My story is a little unique. In 2016 my father was murdered by my sisters boyfriend. During this time, I had guardianship of their children. He would send me letters, trying to get into contact with them and trying to get me to contact my sister who was also incarcerated. After not responding to these letters, he eventually wrote one that described how he killed my dad and where he buried him. (My dad had already been found at this point, so I'm not sure why he did this.)

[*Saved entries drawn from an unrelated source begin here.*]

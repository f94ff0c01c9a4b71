use crate::variables::{VariableScope, decompose};
use anyhow::{Result, anyhow};
use evalexpr::{ContextWithMutableVariables, DefaultNumericTypes, HashMapContext, build_operator_tree};
use serde_json::Value;
use std::collections::HashMap;
use std::fmt::Debug;

type EvalValue = evalexpr::Value<DefaultNumericTypes>;

/// Evaluates a boolean expression against a variable scope.
pub trait ConditionEvaluator: Send + Sync + Debug {
    fn evaluate(&self, expression: &str, scope: &dyn VariableScope) -> Result<bool>;

    /// Checks an expression at deployment time.
    fn validate(&self, _expression: &str) -> Result<()> {
        Ok(())
    }
}

#[derive(Debug, Default)]
pub struct EvalexprConditionEvaluator;

impl ConditionEvaluator for EvalexprConditionEvaluator {
    fn evaluate(&self, expression: &str, scope: &dyn VariableScope) -> Result<bool> {
        let tree = build_operator_tree::<DefaultNumericTypes>(&strip_placeholders(expression))
            .map_err(|e| anyhow!("{}", e))?;

        // Record components first so explicit bindings of the same name win.
        let bindings = scope.bindings();
        let mut values: HashMap<String, Value> = bindings
            .iter()
            .flat_map(|(name, value)| decompose(name, value))
            .collect();
        values.extend(bindings);

        let mut eval_ctx = HashMapContext::<DefaultNumericTypes>::new();
        for (name, value) in values {
            if let Some(ev) = to_eval_value(&value) {
                eval_ctx.set_value(name, ev).map_err(|e| anyhow!("{}", e))?;
            }
        }

        tree.eval_boolean_with_context(&eval_ctx)
            .map_err(|e| anyhow!("{}", e))
    }

    fn validate(&self, expression: &str) -> Result<()> {
        build_operator_tree::<DefaultNumericTypes>(&strip_placeholders(expression))
            .map(|_| ())
            .map_err(|e| anyhow!("{}", e))
    }
}

/// Accepts both `x > 1` and `${x} > 1`. Only closed `${name}` wrappers are unwrapped.
fn strip_placeholders(expression: &str) -> String {
    let mut out = String::with_capacity(expression.len());
    let mut rest = expression;
    while let Some(start) = rest.find("${") {
        let Some(len) = rest[start + 2..].find('}') else {
            break;
        };
        out.push_str(&rest[..start]);
        out.push_str(&rest[start + 2..start + 2 + len]);
        rest = &rest[start + 3 + len..];
    }
    out.push_str(rest);
    out
}

fn to_eval_value(value: &Value) -> Option<EvalValue> {
    match value {
        Value::String(s) => Some(EvalValue::String(s.clone())),
        Value::Number(n) => {
            if let Some(i) = n.as_i64() { Some(EvalValue::Int(i)) }
            else { n.as_f64().map(EvalValue::Float) }
        }
        Value::Bool(b) => Some(EvalValue::Boolean(*b)),
        Value::Null => Some(EvalValue::Empty),
        Value::Array(items) => Some(EvalValue::Tuple(
            items.iter().filter_map(to_eval_value).collect(),
        )),
        Value::Object(_) => None,
    }
}
pub mod context;
pub mod blueprint;
pub mod task;
pub mod engine;
pub mod node;
pub mod process;
pub mod syscall;
pub mod storage;
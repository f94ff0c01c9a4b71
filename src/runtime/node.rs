use async_trait::async_trait;
use serde_json::Value;
use crate::executor::Actor;
use crate::runtime::context::ExecutionContext;
use crate::runtime::syscall::Syscall;
use crate::runtime::task::Task;
use anyhow::Result;
use std::fmt::Debug;

/// Per-token state a node keeps between events. `None` when the node is idle.
pub type NodeState = Option<Value>;

/// Runtime node interface.
///
/// The engine owns the state slot of every token and hands it to the node on
/// each event; a node never keeps token state in its own fields.
#[async_trait]
pub trait Node: Send + Sync + Debug {
    /// Called when a token enters the node.
    async fn execute(&self, ctx: &ExecutionContext, state: &mut NodeState, syscall: &mut dyn Syscall) -> Result<()>;

    /// Called when a task created by this node is completed.
    async fn task_completed(
        &self,
        _ctx: &ExecutionContext,
        _state: &mut NodeState,
        _task: &Task,
        _actor: &Actor,
        _syscall: &mut dyn Syscall,
    ) -> Result<()> {
        Ok(())
    }

    /// Called when the owning token is cancelled while sitting on this node.
    async fn cancel(&self, _ctx: &ExecutionContext, _state: &mut NodeState) -> Result<()> {
        Ok(())
    }
}

/// Node factory / definition interface.
pub trait NodeDefinition: Send + Sync {
    fn name(&self) -> &str;
    fn validate(&self, node_id: &str, params: &Value) -> Result<()>;
    fn prepare(&self, node_id: &str, params: Value) -> Result<Box<dyn Node>>;
}
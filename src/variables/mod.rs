pub mod scope;

pub use scope::{MapScope, OverlayScope, VariableScope};

use serde::{Deserialize, Serialize};
use serde_json::Value;

/// Declared shape of a process variable.
#[derive(Debug, Clone, Default, Serialize, Deserialize, PartialEq)]
#[serde(tag = "type", rename_all = "snake_case")]
pub enum VariableFormat {
    #[default]
    Scalar,
    /// Structured value whose fields are also exposed as `name.field` variables.
    Record,
    List {
        component: Box<VariableFormat>,
    },
}

impl VariableFormat {
    pub fn is_container(&self) -> bool {
        matches!(self, VariableFormat::List { .. })
    }

    pub fn component(&self) -> Option<&VariableFormat> {
        match self {
            VariableFormat::List { component } => Some(component),
            _ => None,
        }
    }
}

#[derive(Debug, Clone, Serialize, Deserialize, PartialEq)]
pub struct VariableDefinition {
    pub name: String,
    #[serde(default)]
    pub format: VariableFormat,
    #[serde(default, skip_serializing_if = "Option::is_none")]
    pub default: Option<Value>,
}

impl VariableDefinition {
    pub fn new(name: &str, format: VariableFormat) -> Self {
        Self {
            name: name.to_string(),
            format,
            default: None,
        }
    }

    pub fn with_default(mut self, value: impl Into<Value>) -> Self {
        self.default = Some(value.into());
        self
    }
}

#[derive(Debug, Clone, Copy, Serialize, Deserialize, PartialEq, Eq)]
#[serde(rename_all = "snake_case")]
pub enum Usage {
    Read,
    Write,
    /// Instances are linked through the positions of a list variable.
    MultiinstanceLink,
}

/// Maps a node-level variable onto a per-instance variable.
#[derive(Debug, Clone, Serialize, Deserialize, PartialEq)]
pub struct VariableMapping {
    pub name: String,
    pub mapped_name: String,
    #[serde(default)]
    pub usage: Vec<Usage>,
}

impl VariableMapping {
    pub fn new(name: &str, mapped_name: &str, usage: &[Usage]) -> Self {
        Self {
            name: name.to_string(),
            mapped_name: mapped_name.to_string(),
            usage: usage.to_vec(),
        }
    }

    pub fn is_link_by_variable(&self) -> bool {
        self.usage.contains(&Usage::MultiinstanceLink)
    }

    pub fn is_writable(&self) -> bool {
        self.usage.contains(&Usage::Write)
    }
}

/// Expands a record value into its component variables (`name.field`),
/// descending into nested records.
pub fn decompose(name: &str, value: &Value) -> Vec<(String, Value)> {
    let mut out = Vec::new();
    if let Value::Object(fields) = value {
        for (field, field_value) in fields {
            let full_name = format!("{}.{}", name, field);
            if field_value.is_object() {
                out.extend(decompose(&full_name, field_value));
            }
            out.push((full_name, field_value.clone()));
        }
    }
    out
}
use crate::runtime::blueprint::NodeIndex;
use serde::{Deserialize, Serialize};
use uuid::Uuid;

#[derive(Debug, Clone, Copy, PartialEq, Eq, Serialize, Deserialize)]
#[serde(rename_all = "snake_case")]
pub enum ExecutionStatus {
    Active,
    Ended,
    Cancelled,
}

/// One execution of a deployed process definition.
#[derive(Debug, Clone, Serialize, Deserialize)]
pub struct Process {
    pub id: Uuid,
    pub definition_id: String,
    pub status: ExecutionStatus,
    pub root_token: Uuid,
    /// Ids from the root process down to this one.
    pub hierarchy: Vec<Uuid>,
}

impl Process {
    pub fn new(definition_id: &str, root_token: Uuid) -> Self {
        let id = Uuid::new_v4();
        Self {
            id,
            definition_id: definition_id.to_string(),
            status: ExecutionStatus::Active,
            root_token,
            hierarchy: vec![id],
        }
    }

    pub fn root_process_id(&self) -> Uuid {
        self.hierarchy.first().copied().unwrap_or(self.id)
    }

    pub fn is_active(&self) -> bool {
        self.status == ExecutionStatus::Active
    }
}

/// A point of control flow inside a process.
#[derive(Debug, Clone, Serialize, Deserialize)]
pub struct Token {
    pub id: Uuid,
    pub process_id: Uuid,
    pub parent: Option<Uuid>,
    pub node_index: NodeIndex,
    pub ended: bool,
    /// Error of the last failed activation; the token waits on that node for a retry.
    #[serde(default)]
    pub failure: Option<String>,
}

impl Token {
    pub fn is_failed(&self) -> bool {
        self.failure.is_some()
    }

    pub fn root(id: Uuid, process_id: Uuid, start_index: NodeIndex) -> Self {
        Self {
            id,
            process_id,
            parent: None,
            node_index: start_index,
            ended: false,
            failure: None,
        }
    }
}
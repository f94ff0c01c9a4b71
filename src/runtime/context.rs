use std::sync::Arc;
use serde_json::Value;
use uuid::Uuid;
use crate::runtime::blueprint::{Blueprint, NodeIndex};
use crate::runtime::storage::StateStore;
use crate::variables::MapScope;
use anyhow::Result;

/// Execution context of one token at one node.
/// Cheap to clone (ids and Arcs); variables live in the StateStore.
#[derive(Clone)]
pub struct ExecutionContext {
    pub process_id: Uuid,
    pub root_process_id: Uuid,
    pub token_id: Uuid,
    pub node_index: NodeIndex,
    pub definition: Arc<Blueprint>,
    pub store: Arc<dyn StateStore>,
}

impl ExecutionContext {
    pub fn new(
        process_id: Uuid,
        root_process_id: Uuid,
        token_id: Uuid,
        node_index: NodeIndex,
        definition: Arc<Blueprint>,
        store: Arc<dyn StateStore>,
    ) -> Self {
        Self {
            process_id,
            root_process_id,
            token_id,
            node_index,
            definition,
            store,
        }
    }

    pub fn node_id(&self) -> &str {
        self.definition
            .nodes
            .get(self.node_index)
            .map(|n| n.id.as_str())
            .unwrap_or("?")
    }

    pub async fn get_var(&self, key: &str) -> Result<Option<Value>> {
        self.store.get_var(self.process_id, key).await
    }

    pub async fn set_var(&self, key: &str, value: Value) -> Result<()> {
        self.store.set_var(self.process_id, key, value).await
    }

    /// Snapshot of the process variables as a node-level scope.
    pub async fn scope(&self) -> Result<MapScope> {
        Ok(MapScope::new(self.store.get_all_vars(self.process_id).await?))
    }
}

impl std::fmt::Debug for ExecutionContext {
    fn fmt(&self, f: &mut std::fmt::Formatter<'_>) -> std::fmt::Result {
        f.debug_struct("ExecutionContext")
            .field("process_id", &self.process_id)
            .field("token_id", &self.token_id)
            .field("node", &self.node_id())
            .finish()
    }
}
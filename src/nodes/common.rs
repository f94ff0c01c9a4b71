use crate::runtime::node::{Node, NodeDefinition, NodeState};
use crate::runtime::context::ExecutionContext;
use crate::runtime::syscall::Syscall;
use async_trait::async_trait;
use serde_json::Value;
use anyhow::Result;

#[derive(Debug)]
pub struct StartNode {
    next: Option<usize>,
}

pub struct StartDefinition;

impl NodeDefinition for StartDefinition {
    fn name(&self) -> &str { "start" }
    fn validate(&self, _node_id: &str, _params: &Value) -> Result<()> { Ok(()) }
    fn prepare(&self, _node_id: &str, params: Value) -> Result<Box<dyn Node>> {
        let next = params.get("next").and_then(|v| v.as_u64()).map(|i| i as usize);
        Ok(Box::new(StartNode { next }))
    }
}

#[async_trait]
impl Node for StartNode {
    async fn execute(&self, _ctx: &ExecutionContext, _state: &mut NodeState, syscall: &mut dyn Syscall) -> Result<()> {
        match self.next {
            Some(target) => syscall.jump(target),
            None => syscall.terminate(),
        }
        Ok(())
    }
}

#[derive(Debug)]
pub struct EndNode;

pub struct EndDefinition;

impl NodeDefinition for EndDefinition {
    fn name(&self) -> &str { "end" }
    fn validate(&self, _node_id: &str, _params: &Value) -> Result<()> { Ok(()) }
    fn prepare(&self, _node_id: &str, _params: Value) -> Result<Box<dyn Node>> {
        Ok(Box::new(EndNode))
    }
}

#[async_trait]
impl Node for EndNode {
    async fn execute(&self, _ctx: &ExecutionContext, _state: &mut NodeState, syscall: &mut dyn Syscall) -> Result<()> {
        syscall.terminate();
        Ok(())
    }
}
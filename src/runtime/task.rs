use crate::executor::Executor;
use crate::runtime::blueprint::NodeIndex;
use crate::runtime::context::ExecutionContext;
use crate::variables::VariableScope;
use anyhow::Result;
use async_trait::async_trait;
use dashmap::DashMap;
use serde::{Deserialize, Serialize};
use serde_json::Value;
use std::collections::HashMap;
use std::sync::Arc;
use tracing::debug;
use uuid::Uuid;

/// Static description of the task a node creates.
#[derive(Debug, Clone, Serialize, Deserialize, PartialEq)]
pub struct TaskDefinition {
    /// Task name; `${var}` placeholders are filled from the instance scope.
    pub name: String,
    #[serde(default, skip_serializing_if = "Option::is_none")]
    pub swimlane: Option<String>,
}

impl TaskDefinition {
    pub fn new(name: &str) -> Self {
        Self { name: name.to_string(), swimlane: None }
    }

    pub fn with_swimlane(mut self, swimlane: &str) -> Self {
        self.swimlane = Some(swimlane.to_string());
        self
    }
}

/// A swimlane resolved for one process instance.
#[derive(Debug, Clone, PartialEq)]
pub struct Swimlane {
    pub name: String,
    pub executor: Executor,
}

/// A unit of human work bound to the token that spawned it.
#[derive(Debug, Clone, Serialize, Deserialize, PartialEq)]
pub struct Task {
    pub id: Uuid,
    pub name: String,
    pub process_id: Uuid,
    pub root_process_id: Uuid,
    pub token_id: Uuid,
    pub node_index: NodeIndex,
    pub node_id: String,
    pub executor: Executor,
    /// Sequence number within the node activation.
    pub index: usize,
    /// Asynchronous tasks do not hold the token at the node.
    pub is_async: bool,
    #[serde(default, skip_serializing_if = "Option::is_none")]
    pub swimlane: Option<String>,
    /// Instance-level variables the task was created with.
    #[serde(default)]
    pub variables: HashMap<String, Value>,
}

#[async_trait]
pub trait TaskStore: Send + Sync {
    async fn insert(&self, task: Task) -> Result<()>;
    async fn get(&self, task_id: Uuid) -> Result<Option<Task>>;
    /// Open tasks bound to a token, ordered by index.
    async fn find_by_token(&self, token_id: Uuid) -> Result<Vec<Task>>;
    async fn find_by_process(&self, process_id: Uuid) -> Result<Vec<Task>>;
    /// Removes a task once it is completed or cancelled.
    async fn remove(&self, task_id: Uuid) -> Result<Option<Task>>;
}

pub struct InMemoryTaskStore {
    tasks: DashMap<Uuid, Task>,
}

impl InMemoryTaskStore {
    pub fn new() -> Self {
        Self { tasks: DashMap::new() }
    }

    fn collect<F: Fn(&Task) -> bool>(&self, filter: F) -> Vec<Task> {
        let mut found: Vec<Task> = self
            .tasks
            .iter()
            .filter(|t| filter(t.value()))
            .map(|t| t.value().clone())
            .collect();
        found.sort_by_key(|t| t.index);
        found
    }
}

impl Default for InMemoryTaskStore {
    fn default() -> Self {
        Self::new()
    }
}

#[async_trait]
impl TaskStore for InMemoryTaskStore {
    async fn insert(&self, task: Task) -> Result<()> {
        self.tasks.insert(task.id, task);
        Ok(())
    }

    async fn get(&self, task_id: Uuid) -> Result<Option<Task>> {
        Ok(self.tasks.get(&task_id).map(|t| t.value().clone()))
    }

    async fn find_by_token(&self, token_id: Uuid) -> Result<Vec<Task>> {
        Ok(self.collect(|t| t.token_id == token_id))
    }

    async fn find_by_process(&self, process_id: Uuid) -> Result<Vec<Task>> {
        Ok(self.collect(|t| t.process_id == process_id))
    }

    async fn remove(&self, task_id: Uuid) -> Result<Option<Task>> {
        Ok(self.tasks.remove(&task_id).map(|(_, t)| t))
    }
}

/// Creates task records for a node.
#[async_trait]
pub trait TaskFactory: Send + Sync {
    #[allow(clippy::too_many_arguments)]
    async fn create(
        &self,
        ctx: &ExecutionContext,
        scope: &dyn VariableScope,
        definition: &TaskDefinition,
        swimlane: Option<&Swimlane>,
        executor: Executor,
        index: usize,
        is_async: bool,
    ) -> Result<Task>;
}

/// Builds the task record and persists it in a TaskStore.
pub struct DefaultTaskFactory {
    tasks: Arc<dyn TaskStore>,
}

impl DefaultTaskFactory {
    pub fn new(tasks: Arc<dyn TaskStore>) -> Self {
        Self { tasks }
    }
}

#[async_trait]
impl TaskFactory for DefaultTaskFactory {
    async fn create(
        &self,
        ctx: &ExecutionContext,
        scope: &dyn VariableScope,
        definition: &TaskDefinition,
        swimlane: Option<&Swimlane>,
        executor: Executor,
        index: usize,
        is_async: bool,
    ) -> Result<Task> {
        let task = Task {
            id: Uuid::new_v4(),
            name: resolve_placeholders(&definition.name, scope),
            process_id: ctx.process_id,
            root_process_id: ctx.root_process_id,
            token_id: ctx.token_id,
            node_index: ctx.node_index,
            node_id: ctx.node_id().to_string(),
            executor,
            index,
            is_async,
            swimlane: swimlane.map(|s| s.name.clone()),
            variables: scope.own_bindings(),
        };
        self.tasks.insert(task.clone()).await?;
        debug!(task_id = %task.id, executor = %task.executor, index, "Task created");
        Ok(task)
    }
}

/// Replaces `${name}` with the scope value of `name`; unknown names are left as-is.
pub fn resolve_placeholders(template: &str, scope: &dyn VariableScope) -> String {
    let mut out = String::with_capacity(template.len());
    let mut rest = template;
    while let Some(start) = rest.find("${") {
        out.push_str(&rest[..start]);
        let after = &rest[start + 2..];
        match after.find('}') {
            Some(end) => {
                let name = &after[..end];
                match scope.resolve(name) {
                    Some(Value::String(s)) => out.push_str(&s),
                    Some(v) => out.push_str(&v.to_string()),
                    None => out.push_str(&rest[start..start + 2 + end + 1]),
                }
                rest = &after[end + 1..];
            }
            None => {
                out.push_str(&rest[start..]);
                rest = "";
            }
        }
    }
    out.push_str(rest);
    out
}
pub mod question_validator;
pub mod repair_service;
pub mod structure_checker;

pub use question_validator::{FailureDetail, QuestionValidator, Validation};
pub use repair_service::RepairService;
pub use structure_checker::missing_fields;
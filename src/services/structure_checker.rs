//! 结构检查 - 业务能力层
//!
//! 找出题目记录中缺失的必需字段，纯函数，不调用任何外部服务

use crate::models::question::{is_blank, Question};

/// 返回 `required_fields` 中缺失、为 null 或为空字符串的字段，保持原有顺序
pub fn missing_fields(question: &Question, required_fields: &[String]) -> Vec<String> {
    required_fields
        .iter()
        .filter(|field| is_blank(question.get(field)))
        .cloned()
        .collect()
}

#[cfg(test)]
mod tests {
    use super::*;
    use crate::config::Config;
    use serde_json::json;

    fn question(value: serde_json::Value) -> Question {
        serde_json::from_value(value).unwrap()
    }

    #[test]
    fn test_complete_record_has_no_missing_fields() {
        let config = Config::default();
        let q = question(json!({
            "id": "w4-q1",
            "question_text": "Sum",
            "question_description": "Add two numbers",
            "input_format": "Two integers",
            "output_format": "One integer",
            "constraints": "0 <= a, b <= 100",
            "hints": "Use scanf",
            "question_type": "CODING",
            "difficulty": "EASY",
            "answer": "int main(){}",
            "test_cases": [],
            "solution_explanation": "Reads and adds",
            "language": "C"
        }));
        assert!(missing_fields(&q, &config.required_fields).is_empty());
    }

    #[test]
    fn test_missing_null_and_empty_reported_in_order() {
        let config = Config::default();
        let q = question(json!({
            "id": "w4-q2",
            "question_text": "Sum",
            "question_description": "Add two numbers",
            "input_format": null,
            "output_format": "One integer",
            "hints": "",
            "question_type": "CODING",
            "difficulty": 0,
            "answer": "int main(){}",
            "test_cases": [],
            "solution_explanation": "Reads and adds",
            "language": "C"
        }));
        assert_eq!(
            missing_fields(&q, &config.required_fields),
            vec!["input_format", "constraints", "hints"]
        );
    }

    #[test]
    fn test_custom_required_list() {
        let required = vec!["answer".to_string(), "id".to_string()];
        let q = question(json!({ "id": "x" }));
        assert_eq!(missing_fields(&q, &required), vec!["answer"]);
    }
}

Fast forward to 9 years later. On January 3rd of this year, I receive a letter with my name on it, but it was addressed from someone else, with a different inmate number and a prisoner name I didn't know. I opened it and it was his hand writing. I have severe ptsd from the events that happened, so you can see this was a shock to me. I unfortunately still live in the same home I did when all these events took place. I've worked so much to try and save up to move because I knew something like this wound eventually happen. He is not suppose to contact me in any way. I have called the prison to try and figure out how this slipped through their fingers and I come up with dead ends. I feel like there has been no repercussion for his actions. It's not fair that I am unable to heal from this. I need out of this house and away from all the bad memories it hold. My children deserve to have a mother who is happy and able to be present with them instead of one who is in constant fear that another letter will come through. Or if some how he gets out, he knows where I live.
Unfortunately I don't have the option to move back home with my parents. My mother unfortunately passed away in 2023. And the only family I have left lives in another state. I just want a fresh start. I've never been a person to ask for help, but I am the one who always offers it. So this for me is a very hard thing to do. I've done therapy, I've tried medications, I've tried to change my mind set. Nothing has helped me while I am stuck living here where most of my trauma took place.
It is my hope that I can be moved before the end of the year at the very latest. I'm not sure how much more mental anguish I can take. I need a change so badly, but I'm not sure how else to get it.